- EXERCISE DESCRIPTION
Among the records below, one line contains "not found; renders"; copy that line and all that follow it, exactly as written.

- INPUT RECORDS
+++
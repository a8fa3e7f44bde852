//! scadview MCP Server Binary
//!
//! Runs the scadview MCP server on stdio transport, allowing AI agents to
//! render OpenSCAD models.
//!
//! ## Usage
//!
//! Run directly:
//! ```bash
//! scadview-mcp --config scadview.json
//! ```
//!
//! Or add to an MCP client configuration:
//! ```json
//! {
//!   "mcpServers": {
//!     "openscad": {
//!       "command": "scadview-mcp",
//!       "env": { "MCP_RESPONSE_MAX_TOKENS": "20000" }
//!     }
//!   }
//! }
//! ```

use std::path::PathBuf;

use anyhow::Result;
use clap::Parser;
use rmcp::ServiceExt;
use rmcp::transport::io::stdio;
use tracing_subscriber::prelude::*;
use tracing_subscriber::{EnvFilter, fmt};

use scadview_mcp::ScadviewMcpService;
use scadview_mcp::config::Config;

#[derive(Parser)]
#[command(name = "scadview-mcp")]
#[command(about = "MCP server for rendering OpenSCAD models", long_about = None)]
#[command(version)]
struct Cli {
    /// JSON configuration file
    #[arg(short, long)]
    config: Option<PathBuf>,

    /// Log level or filter directive (overrides the config file)
    #[arg(short, long)]
    log_level: Option<String>,
}

#[tokio::main]
async fn main() -> Result<()> {
    let cli = Cli::parse();

    let mut config = Config::load(cli.config.as_deref())?;
    if let Some(level) = cli.log_level {
        config.logging.level = level;
    }

    // CRITICAL: Log to stderr only - stdout is reserved for MCP JSON-RPC
    let stderr_layer = fmt::layer()
        .with_writer(std::io::stderr)
        .with_ansi(false);

    let filter = EnvFilter::try_from_default_env()
        .unwrap_or_else(|_| EnvFilter::new(&config.logging.level));

    tracing_subscriber::registry()
        .with(stderr_layer)
        .with(filter)
        .init();

    eprintln!("scadview MCP server v{}", env!("CARGO_PKG_VERSION"));

    let service = ScadviewMcpService::new(config);
    match service.renderer().executable() {
        Some(path) => eprintln!("Using OpenSCAD at {}", path.display()),
        None => {
            tracing::warn!("OpenSCAD not found; renders will fail until it is installed");
        }
    }

    eprintln!("Ready. Listening on stdio...");

    // Create service and serve on stdio transport
    let server = service.serve(stdio()).await?;

    // Wait for client to disconnect or error
    server.waiting().await?;

    eprintln!("Client disconnected. Shutting down.");
    Ok(())
}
+++
- TASK RESPONSE
            tracing::warn!("OpenSCAD not found; renders will fail until it is installed");
        }
    }

    eprintln!("Ready. Listening on stdio...");

    // Create service and serve on stdio transport
    let server = service.serve(stdio()).await?;

    // Wait for client to disconnect or error
    server.waiting().await?;

    eprintln!("Client disconnected. Shutting down.");
    Ok(())
}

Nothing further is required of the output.